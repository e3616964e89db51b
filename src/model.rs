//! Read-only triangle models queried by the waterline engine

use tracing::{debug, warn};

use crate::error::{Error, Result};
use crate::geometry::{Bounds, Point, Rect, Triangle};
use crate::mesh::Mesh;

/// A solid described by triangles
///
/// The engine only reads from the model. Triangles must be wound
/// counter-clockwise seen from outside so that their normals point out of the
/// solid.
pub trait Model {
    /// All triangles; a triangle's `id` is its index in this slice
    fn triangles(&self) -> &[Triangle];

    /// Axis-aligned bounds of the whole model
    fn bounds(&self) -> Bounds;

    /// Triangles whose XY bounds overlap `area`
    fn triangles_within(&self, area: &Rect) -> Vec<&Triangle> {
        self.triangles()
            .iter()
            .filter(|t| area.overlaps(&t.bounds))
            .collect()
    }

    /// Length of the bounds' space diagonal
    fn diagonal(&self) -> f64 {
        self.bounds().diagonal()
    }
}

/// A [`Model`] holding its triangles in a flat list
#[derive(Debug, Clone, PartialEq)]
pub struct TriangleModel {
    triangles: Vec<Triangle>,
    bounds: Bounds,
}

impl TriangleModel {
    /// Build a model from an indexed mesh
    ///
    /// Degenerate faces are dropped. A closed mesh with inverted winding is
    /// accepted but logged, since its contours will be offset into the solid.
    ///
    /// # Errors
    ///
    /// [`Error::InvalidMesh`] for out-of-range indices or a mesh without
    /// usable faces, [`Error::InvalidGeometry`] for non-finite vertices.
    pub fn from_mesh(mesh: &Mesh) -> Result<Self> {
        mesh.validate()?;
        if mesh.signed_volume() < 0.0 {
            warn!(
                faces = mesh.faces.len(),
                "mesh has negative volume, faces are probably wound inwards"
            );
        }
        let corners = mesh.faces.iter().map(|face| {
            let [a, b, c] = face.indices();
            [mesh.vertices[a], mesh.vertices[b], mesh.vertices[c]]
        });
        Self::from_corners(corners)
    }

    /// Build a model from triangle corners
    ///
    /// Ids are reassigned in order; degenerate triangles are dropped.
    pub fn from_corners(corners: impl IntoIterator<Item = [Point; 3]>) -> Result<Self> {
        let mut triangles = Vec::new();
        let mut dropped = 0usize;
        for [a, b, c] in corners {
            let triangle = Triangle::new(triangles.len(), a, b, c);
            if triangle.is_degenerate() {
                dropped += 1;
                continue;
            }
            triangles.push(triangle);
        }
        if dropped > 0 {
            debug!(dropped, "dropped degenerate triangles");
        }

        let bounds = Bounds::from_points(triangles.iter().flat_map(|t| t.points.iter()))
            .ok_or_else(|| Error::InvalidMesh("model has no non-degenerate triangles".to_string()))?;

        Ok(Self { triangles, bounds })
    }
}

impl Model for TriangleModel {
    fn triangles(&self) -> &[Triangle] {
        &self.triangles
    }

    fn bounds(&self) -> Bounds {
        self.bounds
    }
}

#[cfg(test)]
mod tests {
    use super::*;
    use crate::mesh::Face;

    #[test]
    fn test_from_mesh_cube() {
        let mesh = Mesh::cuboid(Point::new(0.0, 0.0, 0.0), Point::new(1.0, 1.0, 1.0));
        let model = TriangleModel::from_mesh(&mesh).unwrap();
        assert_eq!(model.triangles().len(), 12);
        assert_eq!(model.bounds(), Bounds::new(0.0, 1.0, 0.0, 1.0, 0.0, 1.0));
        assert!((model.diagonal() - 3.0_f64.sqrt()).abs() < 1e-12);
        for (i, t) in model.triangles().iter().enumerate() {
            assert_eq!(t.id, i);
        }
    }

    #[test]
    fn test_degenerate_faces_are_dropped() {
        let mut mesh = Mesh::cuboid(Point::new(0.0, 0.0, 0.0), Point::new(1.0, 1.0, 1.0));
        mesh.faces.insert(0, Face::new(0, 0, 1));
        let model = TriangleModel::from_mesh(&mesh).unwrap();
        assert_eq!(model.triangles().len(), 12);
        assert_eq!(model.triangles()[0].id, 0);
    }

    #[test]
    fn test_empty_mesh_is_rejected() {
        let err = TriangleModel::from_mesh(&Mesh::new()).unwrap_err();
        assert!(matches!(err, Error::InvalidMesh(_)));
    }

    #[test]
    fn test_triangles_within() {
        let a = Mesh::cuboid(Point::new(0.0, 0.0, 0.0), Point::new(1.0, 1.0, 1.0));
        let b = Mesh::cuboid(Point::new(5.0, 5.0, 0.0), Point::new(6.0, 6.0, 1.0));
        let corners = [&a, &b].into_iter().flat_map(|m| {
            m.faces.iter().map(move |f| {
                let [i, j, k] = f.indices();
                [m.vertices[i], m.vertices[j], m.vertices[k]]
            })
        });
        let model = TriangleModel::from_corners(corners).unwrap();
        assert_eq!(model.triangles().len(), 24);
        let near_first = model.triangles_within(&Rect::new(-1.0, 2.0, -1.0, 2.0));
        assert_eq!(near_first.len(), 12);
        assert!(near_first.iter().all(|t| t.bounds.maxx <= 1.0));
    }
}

WORK TO BE COMPLETED ▸
Check every line of the data and give the number of them that hold the string "Build", with no other words.

SOLUTION FOR THIS PROBLEM ▸
2